Pinedale Online!

Pinedale on the Web!
Pinedale, Wyoming

Home | Calendar of Events | Photo Gallery | Local Businesses |

Pinedale Online > News > September 2011 > Obituary - Steven Mackey

Steve Mackey. Photo by The Mackey Family.
Steve Mackey
Obituary - Steven Mackey
September 2, 2011

Local attorney and long-time Pinedale resident Steve Mackey died at his home Saturday, Aug. 27; he was 65.

A gathering honoring Steve will be held today, Tuesday, Aug., 30 at the Sublette County Library from 3 to 5. Friends are invited to share memories and tall tales, especially if the stories involve large fish.

Born in 1946 in Laramie to John and Sally Mackey, Steve, the model middle child, moved to Pinedale with his two sisters when he was five years old. He attended schools in Pinedale graduating in 1964. While in high school, Steve played football and was on the ski team. Most teachers remember Steve for his practical jokes and winning smile.

He attended the University of Wyoming where he was a member of the ski team. During those years, he was also selected to spend one semester as a Field Representative for the U.S. Antarctic Research Program in the Antarctic in 1967. While there, he was honored to have Mackey Rock, located off the coast of Marie Byrd Land, named for him. Returning to college, he graduated in 1969 with a major in political science and then earned a law degree in 1972.

Steve worked as a law clerk with a firm in Washington D.C., served as staff attorney with Legal Services of Laramie County, practicedlaw privately in Cheyenne from 1975-76, served as a Special Assistant Attorney General for the State of Wyoming and successfully argued two criminal cases before the Wyoming Supreme Court. In June, 1978, he began practicing with his father in the law office on Pine Street.

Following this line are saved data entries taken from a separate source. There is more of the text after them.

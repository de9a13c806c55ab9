//! Cycle detection and breaking
//!
//! Strongly-connected components are found with Tarjan's algorithm. Inside
//! every component with two or more members the lightest edge is cut, one at
//! a time, until the component's induced subgraph is acyclic. Ties go to the
//! edge discovered first, where discovery walks members sorted by id and
//! each member's outgoing edges in insertion order.

use crate::model::RelationKind;
use crate::store::EntityStore;
use petgraph::Direction;
use petgraph::algo::{is_cyclic_directed, tarjan_scc};
use petgraph::graph::DiGraph;
use petgraph::stable_graph::{EdgeIndex, NodeIndex};
use petgraph::visit::EdgeRef;
use serde::{Deserialize, Serialize};
use std::collections::HashMap;

/// An edge the resolver cut.
#[derive(Debug, Clone, PartialEq, Serialize, Deserialize)]
pub struct RemovedEdge {
    pub source_id: String,
    pub target_id: String,
    pub kind: RelationKind,
    pub weight: f32,
}

/// What the resolver did.
#[derive(Debug, Clone, Default, PartialEq, Serialize, Deserialize)]
pub struct CycleReport {
    /// Number of components with two or more members.
    pub cyclic_components: usize,
    pub removed: Vec<RemovedEdge>,
}

impl CycleReport {
    pub fn is_empty(&self) -> bool {
        self.removed.is_empty()
    }
}

#[derive(Debug, Clone, Copy)]
struct WorkingEdge {
    index: EdgeIndex,
    source: NodeIndex,
    target: NodeIndex,
    weight: f32,
}

/// Strongly-connected components with two or more members, as sorted id lists.
pub fn cyclic_components(store: &EntityStore) -> Vec<Vec<String>> {
    let graph = store.graph();
    let mut components: Vec<Vec<String>> = tarjan_scc(graph)
        .into_iter()
        .filter(|c| c.len() >= 2)
        .map(|c| {
            let mut ids: Vec<String> = c.iter().map(|&idx| graph[idx].id.clone()).collect();
            ids.sort();
            ids
        })
        .collect();
    components.sort();
    components
}

/// Make the store's dependency graph acyclic. Self-loops are left alone.
pub fn resolve_cycles(store: &mut EntityStore) -> CycleReport {
    let components = collect_component_edges(store);
    let mut report = CycleReport {
        cyclic_components: components.len(),
        removed: Vec::new(),
    };

    for (members, mut working) in components {
        while component_is_cyclic(&members, &working) {
            // min_by keeps the first of equal minima, which is the tie-break.
            let Some(pos) = working
                .iter()
                .enumerate()
                .min_by(|(_, a), (_, b)| a.weight.total_cmp(&b.weight))
                .map(|(i, _)| i)
            else {
                break;
            };
            let edge = working.remove(pos);
            if let Some(relation) = store.remove_edge(edge.index) {
                tracing::debug!(
                    "Cut {} edge {} -> {} (weight {})",
                    relation.kind.as_str(),
                    relation.source_id,
                    relation.target_id,
                    relation.weight
                );
                report.removed.push(RemovedEdge {
                    source_id: relation.source_id,
                    target_id: relation.target_id,
                    kind: relation.kind,
                    weight: relation.weight,
                });
            }
        }
    }

    if !report.is_empty() {
        tracing::info!(
            "Broke {} cyclic component(s) by removing {} edge(s)",
            report.cyclic_components,
            report.removed.len()
        );
    }
    report
}

/// For every multi-member SCC: its members and its internal edges in discovery order.
fn collect_component_edges(store: &EntityStore) -> Vec<(Vec<NodeIndex>, Vec<WorkingEdge>)> {
    let graph = store.graph();
    let mut components: Vec<Vec<NodeIndex>> = tarjan_scc(graph)
        .into_iter()
        .filter(|c| c.len() >= 2)
        .collect();
    for members in &mut components {
        members.sort_by(|a, b| graph[*a].id.cmp(&graph[*b].id));
    }
    components.sort_by(|a, b| graph[a[0]].id.cmp(&graph[b[0]].id));

    components
        .into_iter()
        .map(|members| {
            let mut working = Vec::new();
            for &member in &members {
                let mut outgoing: Vec<WorkingEdge> = graph
                    .edges_directed(member, Direction::Outgoing)
                    .filter(|e| e.target() != member && members.contains(&e.target()))
                    .map(|e| WorkingEdge {
                        index: e.id(),
                        source: e.source(),
                        target: e.target(),
                        weight: e.weight().weight,
                    })
                    .collect();
                outgoing.sort_by_key(|e| e.index.index());
                working.extend(outgoing);
            }
            (members, working)
        })
        .collect()
}

fn component_is_cyclic(members: &[NodeIndex], edges: &[WorkingEdge]) -> bool {
    let mut local = DiGraph::<(), ()>::with_capacity(members.len(), edges.len());
    let positions: HashMap<NodeIndex, _> = members.iter().map(|&m| (m, local.add_node(()))).collect();
    for edge in edges {
        if let (Some(&s), Some(&t)) = (positions.get(&edge.source), positions.get(&edge.target)) {
            local.add_edge(s, t, ());
        }
    }
    is_cyclic_directed(&local)
}

#[cfg(test)]
mod tests {
    use super::*;
    use crate::model::{Entity, EntityDetail, Location, Relation};

    fn store_with(ids: &[&str], edges: &[(&str, &str, f32)]) -> EntityStore {
        let mut store = EntityStore::new();
        for id in ids {
            store
                .add_entity(Entity::new(*id, *id, EntityDetail::function(), Location::new("src/lib.rs", 1, 1)))
                .unwrap();
        }
        for (s, t, w) in edges {
            assert!(store.add_relation(Relation::new(*s, *t, RelationKind::Calls).with_weight(*w)));
        }
        store
    }

    #[test]
    fn test_acyclic_graph_untouched() {
        let mut store = store_with(&["a", "b", "c"], &[("a", "b", 1.0), ("b", "c", 1.0)]);
        let report = resolve_cycles(&mut store);
        assert!(report.is_empty());
        assert_eq!(report.cyclic_components, 0);
        assert_eq!(store.relation_count(), 2);
    }

    #[test]
    fn test_two_cycle_equal_weight_cuts_first_discovered() {
        let mut store = store_with(&["x", "y", "z"], &[("y", "x", 1.0), ("x", "y", 1.0)]);
        let report = resolve_cycles(&mut store);
        assert_eq!(report.removed.len(), 1);
        // Members are walked in id order, so x's outgoing edge is seen first.
        assert_eq!(report.removed[0].source_id, "x");
        assert_eq!(report.removed[0].target_id, "y");
        assert!(cyclic_components(&store).is_empty());
        assert_eq!(store.dependencies_of("y").len(), 1);
    }

    #[test]
    fn test_lightest_edge_is_cut() {
        let mut store = store_with(
            &["a", "b", "c"],
            &[("a", "b", 2.0), ("b", "c", 2.0), ("c", "a", 0.5)],
        );
        let report = resolve_cycles(&mut store);
        assert_eq!(report.removed.len(), 1);
        assert_eq!(report.removed[0].source_id, "c");
        assert_eq!(report.removed[0].target_id, "a");
    }

    #[test]
    fn test_nested_cycles_all_broken() {
        let mut store = store_with(
            &["a", "b", "c", "d"],
            &[
                ("a", "b", 1.0),
                ("b", "a", 3.0),
                ("b", "c", 1.0),
                ("c", "d", 1.0),
                ("d", "b", 1.0),
                ("c", "a", 2.0),
            ],
        );
        let report = resolve_cycles(&mut store);
        assert!(!report.is_empty());
        assert_eq!(report.cyclic_components, 1);
        assert!(cyclic_components(&store).is_empty());
    }

    #[test]
    fn test_self_loop_left_alone() {
        let mut store = store_with(&["a"], &[("a", "a", 1.0)]);
        let report = resolve_cycles(&mut store);
        assert!(report.is_empty());
        assert_eq!(store.relation_count(), 1);
    }
}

Steve married his college sweetheart, Marilyn Hughes,in 1973; after living various places in the state, they settled in Pinedale in 1978 where they raised three daughters: Julie, Jennifer and Bonnie, all of whom graduated from the University of Wyoming and have earned or are pursuing advanced degrees. Steve’s family loved hiking, backpacking, fishing, and riding horses with him in the summer months. During the winter, Steve took his family cross-country and downhill skiing, snow machining and ice fishing to name a few of their activities. Steve and his family roamed far and wide to such places as Lake Mead, Lake Powell, Yellowstone and up and down the west coast. After the girls moved away from home, Steve and Marilyn were able to enjoy several road trips and especially enjoyed visiting Victoria Island, British Columbia and biking around Moab, Utah.

Steve was a believer in participatory government and, as such, spent much time attending meetings to share his vision of Pinedale’s development. He was a lifelong member of the Wagon Wheel Information Committee and expressed concern about air and water quality conservation. He spoke out at many local government meetings regarding such issues as street renovation and subdivision development. He supported the recent ballot issue to increase the size of the county commissionand also attended legislative redistricting hearings.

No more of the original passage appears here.